**Exercise prompt**. For this exercise, transcribe all the records below exactly.

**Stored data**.
BEGIN

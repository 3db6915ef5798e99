use async_trait::async_trait;
use bytes::Bytes;
use chrono::{DateTime, Utc};
use std::path::{Path, PathBuf};
use std::sync::Arc;
use uuid::Uuid;

use crate::dto::public_dto::UploadResponse;
use crate::error::{Error, Result};
use crate::models::assignment::AssignmentStatus;
use crate::models::signal::{Origin, SignalEnvelope, SignalEvent};
use crate::services::assignment_service::AssignmentService;
use crate::services::signaling_service::SignalingService;

#[derive(Debug, Clone, Copy, PartialEq, Eq)]
pub enum ObjectKind {
    Snapshot,
    Recording,
}

impl ObjectKind {
    fn folder(&self) -> &'static str {
        match self {
            ObjectKind::Snapshot => "snapshots",
            ObjectKind::Recording => "recordings",
        }
    }

    fn extension(&self) -> &'static str {
        match self {
            ObjectKind::Snapshot => "jpg",
            ObjectKind::Recording => "webm",
        }
    }

    pub fn content_type(&self) -> &'static str {
        match self {
            ObjectKind::Snapshot => "image/jpeg",
            ObjectKind::Recording => "video/webm",
        }
    }
}

/// Uploads are keyed by exam, candidate and capture time.
#[derive(Debug, Clone, PartialEq, Eq)]
pub struct ObjectKey {
    pub kind: ObjectKind,
    pub exam_id: Uuid,
    pub candidate_id: Uuid,
    pub captured_at: DateTime<Utc>,
}

impl ObjectKey {
    pub fn new(kind: ObjectKind, exam_id: Uuid, candidate_id: Uuid, captured_at: DateTime<Utc>) -> Self {
        Self {
            kind,
            exam_id,
            candidate_id,
            captured_at,
        }
    }

    pub fn path(&self) -> String {
        format!(
            "{}/{}/{}/{}.{}",
            self.kind.folder(),
            self.exam_id,
            self.candidate_id,
            self.captured_at.timestamp_millis(),
            self.kind.extension()
        )
    }
}

#[async_trait]
pub trait ObjectStore: Send + Sync {
    /// Stores the blob and returns its public key.
    async fn put(&self, key: &ObjectKey, data: Bytes) -> Result<String>;
}

#[derive(Debug, Clone)]
pub struct LocalObjectStore {
    root: PathBuf,
}

impl LocalObjectStore {
    pub fn new(root: impl AsRef<Path>) -> Self {
        Self {
            root: root.as_ref().to_path_buf(),
        }
    }

    pub fn root(&self) -> &Path {
        &self.root
    }
}

#[async_trait]
impl ObjectStore for LocalObjectStore {
    async fn put(&self, key: &ObjectKey, data: Bytes) -> Result<String> {
        let relative = key.path();
        let full = self.root.join(&relative);
        if let Some(parent) = full.parent() {
            tokio::fs::create_dir_all(parent).await?;
        }
        tokio::fs::write(&full, &data).await?;
        tracing::debug!(path = %full.display(), bytes = data.len(), "Stored proctoring upload");
        Ok(relative)
    }
}

/// Accepts snapshot and recording uploads from candidate devices.
#[derive(Clone)]
pub struct UploadService {
    assignments: AssignmentService,
    objects: Arc<dyn ObjectStore>,
    signals: SignalingService,
}

impl UploadService {
    pub fn new(assignments: AssignmentService, objects: Arc<dyn ObjectStore>, signals: SignalingService) -> Self {
        Self {
            assignments,
            objects,
            signals,
        }
    }

    pub async fn accept(
        &self,
        token: &str,
        kind: ObjectKind,
        captured_at: DateTime<Utc>,
        body: Bytes,
    ) -> Result<UploadResponse> {
        if body.is_empty() {
            return Err(Error::BadRequest("Upload body is empty".to_string()));
        }
        let (assignment, _) = self.assignments.load(token).await?;
        let accepted = match kind {
            ObjectKind::Snapshot => {
                assignment.status == AssignmentStatus::InProgress && !assignment.is_submission_locked()
            }
            // The recording is flushed while the submission is being made.
            ObjectKind::Recording => assignment.started_at.is_some(),
        };
        if !accepted {
            return Err(Error::InvalidState(
                "Uploads are only accepted for a running exam".to_string(),
            ));
        }

        let key = ObjectKey::new(kind, assignment.exam_id, assignment.candidate_id, captured_at);
        let stored = self.objects.put(&key, body).await?;

        if kind == ObjectKind::Snapshot {
            self.signals.publish(SignalEnvelope::new(
                assignment.exam_id,
                assignment.candidate_id,
                Origin::Laptop,
                SignalEvent::Snapshot {
                    key: stored.clone(),
                    captured_at,
                },
            ));
        }
        Ok(UploadResponse { key: stored })
    }
}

END

**Response to the exercise**.
repository 3db6915ef5798e99
use async_trait::async_trait;
use bytes::Bytes;
use chrono::{DateTime, Utc};
use std::path::{Path, PathBuf};
use std::sync::Arc;
use uuid::Uuid;

use crate::dto::public_dto::UploadResponse;
use crate::error::{Error, Result};
use crate::models::assignment::AssignmentStatus;
use crate::models::signal::{Origin, SignalEnvelope, SignalEvent};
use crate::services::assignment_service::AssignmentService;
use crate::services::signaling_service::SignalingService;

#[derive(Debug, Clone, Copy, PartialEq, Eq)]
pub enum ObjectKind {
    Snapshot,
    Recording,
}

impl ObjectKind {
    fn folder(&self) -> &'static str {
        match self {
            ObjectKind::Snapshot => "snapshots",
            ObjectKind::Recording => "recordings",
        }
    }

    fn extension(&self) -> &'static str {
        match self {
            ObjectKind::Snapshot => "jpg",
            ObjectKind::Recording => "webm",
        }
    }

    pub fn content_type(&self) -> &'static str {
        match self {
            ObjectKind::Snapshot => "image/jpeg",
            ObjectKind::Recording => "video/webm",
        }
    }
}

/// Uploads are keyed by exam, candidate and capture time.
#[derive(Debug, Clone, PartialEq, Eq)]
pub struct ObjectKey {
    pub kind: ObjectKind,
    pub exam_id: Uuid,
    pub candidate_id: Uuid,
    pub captured_at: DateTime<Utc>,
}

impl ObjectKey {
    pub fn new(kind: ObjectKind, exam_id: Uuid, candidate_id: Uuid, captured_at: DateTime<Utc>) -> Self {
        Self {
            kind,
            exam_id,
            candidate_id,
            captured_at,
        }
    }

    pub fn path(&self) -> String {
        format!(
            "{}/{}/{}/{}.{}",
            self.kind.folder(),
            self.exam_id,
            self.candidate_id,
            self.captured_at.timestamp_millis(),
            self.kind.extension()
        )
    }
}

#[async_trait]
pub trait ObjectStore: Send + Sync {
    /// Stores the blob and returns its public key.
    async fn put(&self, key: &ObjectKey, data: Bytes) -> Result<String>;
}

#[derive(Debug, Clone)]
pub struct LocalObjectStore {
    root: PathBuf,
}

impl LocalObjectStore {
    pub fn new(root: impl AsRef<Path>) -> Self {
        Self {
            root: root.as_ref().to_path_buf(),
        }
    }

    pub fn root(&self) -> &Path {
        &self.root
    }
}

#[async_trait]
impl ObjectStore for LocalObjectStore {
    async fn put(&self, key: &ObjectKey, data: Bytes) -> Result<String> {
        let relative = key.path();
        let full = self.root.join(&relative);
        if let Some(parent) = full.parent() {
            tokio::fs::create_dir_all(parent).await?;
        }
        tokio::fs::write(&full, &data).await?;
        tracing::debug!(path = %full.display(), bytes = data.len(), "Stored proctoring upload");
        Ok(relative)
    }
}

/// Accepts snapshot and recording uploads from candidate devices.
#[derive(Clone)]
pub struct UploadService {
    assignments: AssignmentService,
    objects: Arc<dyn ObjectStore>,
    signals: SignalingService,
}

impl UploadService {
    pub fn new(assignments: AssignmentService, objects: Arc<dyn ObjectStore>, signals: SignalingService) -> Self {
        Self {
            assignments,
            objects,
            signals,
        }
    }

    pub async fn accept(
        &self,
        token: &str,
        kind: ObjectKind,
        captured_at: DateTime<Utc>,
        body: Bytes,
    ) -> Result<UploadResponse> {
        if body.is_empty() {
            return Err(Error::BadRequest("Upload body is empty".to_string()));
        }
        let (assignment, _) = self.assignments.load(token).await?;
        let accepted = match kind {
            ObjectKind::Snapshot => {
                assignment.status == AssignmentStatus::InProgress && !assignment.is_submission_locked()
            }
            // The recording is flushed while the submission is being made.
            ObjectKind::Recording => assignment.started_at.is_some(),
        };
        if !accepted {
            return Err(Error::InvalidState(
                "Uploads are only accepted for a running exam".to_string(),
            ));
        }

        let key = ObjectKey::new(kind, assignment.exam_id, assignment.candidate_id, captured_at);
        let stored = self.objects.put(&key, body).await?;

        if kind == ObjectKind::Snapshot {
            self.signals.publish(SignalEnvelope::new(
                assignment.exam_id,
                assignment.candidate_id,
                Origin::Laptop,
                SignalEvent::Snapshot {
                    key: stored.clone(),
                    captured_at,
                },
            ));
        }
        Ok(UploadResponse { key: stored })
    }
}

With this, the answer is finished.